Eine Sonderform dieser eher passiven Lufttrocknung sind sogenannte Dry Bags. Sie enthalten Granulate aus Silicagel, die ebenfalls der Umgebungsluft Feuchtigkeit entziehen, sich dabei aber nicht selbst auflösen. Sie können daher mehrfach verwendet werden, indem man sie unter Hitzezufuhr regeneriert, beispielsweise bei 175 Grad im Backofen. Manche Luftentfeuchter enthalten als Trockenmedium Gesteinsgranulate, deren Regenerierung auch in der Mikrowelle erfolgen kann. Derartige Dry Bags können bis zu 80 Prozent ihres Eigengewichts an Wassermenge aufnehmen Sie sind etwas teurer als die sich auflösenden Granulate.

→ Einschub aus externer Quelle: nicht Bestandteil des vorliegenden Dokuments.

use chrono::{DateTime, Utc};
use serde::{Deserialize, Serialize};

/// A raw row of the key-value table; `value` is an opaque serialized payload.
#[derive(Debug, Clone, Serialize, Deserialize)]
#[serde(rename_all = "camelCase")]
pub struct KvEntry {
    pub key: String,
    pub value: String,
    pub updated_at: DateTime<Utc>,
}
use chrono::{DateTime, Utc};
use serde::{Deserialize, Serialize};

/// One bounded noise clip captured while a session was active.
#[derive(Debug, Clone, Serialize, Deserialize, PartialEq)]
#[serde(rename_all = "camelCase")]
pub struct AudioRecording {
    pub id: String,
    pub timestamp: DateTime<Utc>,
    /// Opaque reference to the captured clip (a file path for the device microphone).
    pub uri: String,
    /// Clip length in seconds.
    pub duration: f64,
    #[serde(default, skip_serializing_if = "Option::is_none")]
    pub noise_level: Option<f64>,
}

#[derive(Debug, Clone, Serialize, Deserialize, PartialEq)]
#[serde(rename_all = "camelCase")]
pub struct SleepSession {
    pub id: String,
    pub start_time: DateTime<Utc>,
    #[serde(default, skip_serializing_if = "Option::is_none")]
    pub end_time: Option<DateTime<Utc>>,
    /// Seconds between `start_time` and `end_time`.
    #[serde(default, skip_serializing_if = "Option::is_none")]
    pub duration: Option<f64>,
    #[serde(default)]
    pub audio_recordings: Vec<AudioRecording>,
    #[serde(default, skip_serializing_if = "Option::is_none")]
    pub alarm_time: Option<DateTime<Utc>>,
    #[serde(default, skip_serializing_if = "Option::is_none")]
    pub sleep_quality: Option<u8>,
    #[serde(default, skip_serializing_if = "Option::is_none")]
    pub interruptions: Option<u32>,
    #[serde(default, skip_serializing_if = "Option::is_none")]
    pub deep_sleep_percent: Option<u8>,
}

impl SleepSession {
    pub fn begin(id: String, start_time: DateTime<Utc>, alarm_time: Option<DateTime<Utc>>) -> Self {
        Self {
            id,
            start_time,
            end_time: None,
            duration: None,
            audio_recordings: Vec::new(),
            alarm_time,
            sleep_quality: None,
            interruptions: None,
            deep_sleep_percent: None,
        }
    }

    pub fn is_completed(&self) -> bool {
        self.end_time.is_some()
    }

    pub fn recording(&self, recording_id: &str) -> Option<&AudioRecording> {
        self.audio_recordings
            .iter()
            .find(|recording| recording.id == recording_id)
    }
}

/// Candidate wake time aligned to a whole number of sleep cycles.
#[derive(Debug, Clone, Serialize, Deserialize, PartialEq)]
#[serde(rename_all = "camelCase")]
pub struct WakeTimeOption {
    pub time: DateTime<Utc>,
    pub cycles: u32,
    pub label: String,
}

#[cfg(test)]
mod tests {
    use super::*;
    use chrono::TimeZone;

    fn sample_session() -> SleepSession {
        let start = Utc.with_ymd_and_hms(2026, 3, 1, 23, 0, 0).unwrap();
        let mut session = SleepSession::begin(
            "s-1".into(),
            start,
            Some(Utc.with_ymd_and_hms(2026, 3, 2, 6, 44, 0).unwrap()),
        );
        session.audio_recordings.push(AudioRecording {
            id: "r-1".into(),
            timestamp: Utc.with_ymd_and_hms(2026, 3, 2, 2, 13, 7).unwrap(),
            uri: "/tmp/r-1.wav".into(),
            duration: 15.0,
            noise_level: Some(-31.5),
        });
        session.end_time = Some(Utc.with_ymd_and_hms(2026, 3, 2, 7, 0, 0).unwrap());
        session.duration = Some(28_800.0);
        session.sleep_quality = Some(95);
        session.interruptions = Some(1);
        session.deep_sleep_percent = Some(32);
        session
    }

    #[test]
    fn serializes_with_camel_case_string_timestamps() {
        let json = serde_json::to_value(sample_session()).unwrap();
        assert_eq!(json["startTime"], "2026-03-01T23:00:00Z");
        assert_eq!(json["alarmTime"], "2026-03-02T06:44:00Z");
        assert_eq!(json["audioRecordings"][0]["noiseLevel"], -31.5);
        assert_eq!(json["deepSleepPercent"], 32);
    }

    #[test]
    fn completed_session_survives_json_round_trip() {
        let session = sample_session();
        let encoded = serde_json::to_string(&session).unwrap();
        let decoded: SleepSession = serde_json::from_str(&encoded).unwrap();
        assert_eq!(decoded, session);
    }

    #[test]
    fn active_session_omits_unset_fields() {
        let start = Utc.with_ymd_and_hms(2026, 3, 1, 23, 0, 0).unwrap();
        let session = SleepSession::begin("s-2".into(), start, None);
        let json = serde_json::to_value(&session).unwrap();
        assert!(json.get("endTime").is_none());
        assert!(json.get("sleepQuality").is_none());

        let decoded: SleepSession = serde_json::from_value(json).unwrap();
        assert!(!decoded.is_completed());
        assert!(decoded.audio_recordings.is_empty());
    }
}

Die elektrische Methode ist der effektivste Weg, um der Feuchtigkeit Herr zu werden. Einfachere Geräte gibt es schon für weniger als 50 Euro. Diese Luftentfeuchter sind zwar recht leistungsstark, haben aber bauartbedingt ihre Grenze im Fassungsvermögen. Ist diese erreicht, schalten sie aus Sicherheitsgründen selbstständig ab. Das tun auch die größeren, leistungsfähigeren mit größeren Tankkapazitäten. Einige bieten jedoch als Alternative zum Sammeltank die Möglichkeit einer Permanentabführung der Kondensflüssigkeit mithilfe eines Schlauchanschlusses nach außen. Wer sich im Internet unter dem Begriff „elektrische Luftentfeuchter“ umschaut, findet eine riesige Auswahl der unterschiedlichsten Leistungsstufen und Preisklassen.
Dieser aktive Weg der Lufttrocknung erfordert jedoch permanente Stromzufuhr und hat zur Folge, dass auf Dauer ein elektrisches Gerät ohne Aufsicht im Boot betrieben wird. Beides ist in der Regel aber in professionellen Winterlagern aus Sicherheitsgründen untersagt. Was also tun? Nach gründlichster manueller Austrocknung sollte das Boot kurzfristig mittels eines elektrischen Entfeuchters bei geöffneten Schränken und Stauräumen weiter getrocknet werden. Danach die passive Form der Zustandserhaltung des so erzeugten optimalen Raumklimas anwenden. Schimmel und Spak haben dann keine Chance mehr.
Wer sein Boot derart versorgt hat, muss übrigens nicht für eine Permanentbelüftung sorgen. Im Gegenteil, man sollte sogar alle Luken gut verschließen, damit keine Luftfeuchtigkeit von außen nachfließen kann.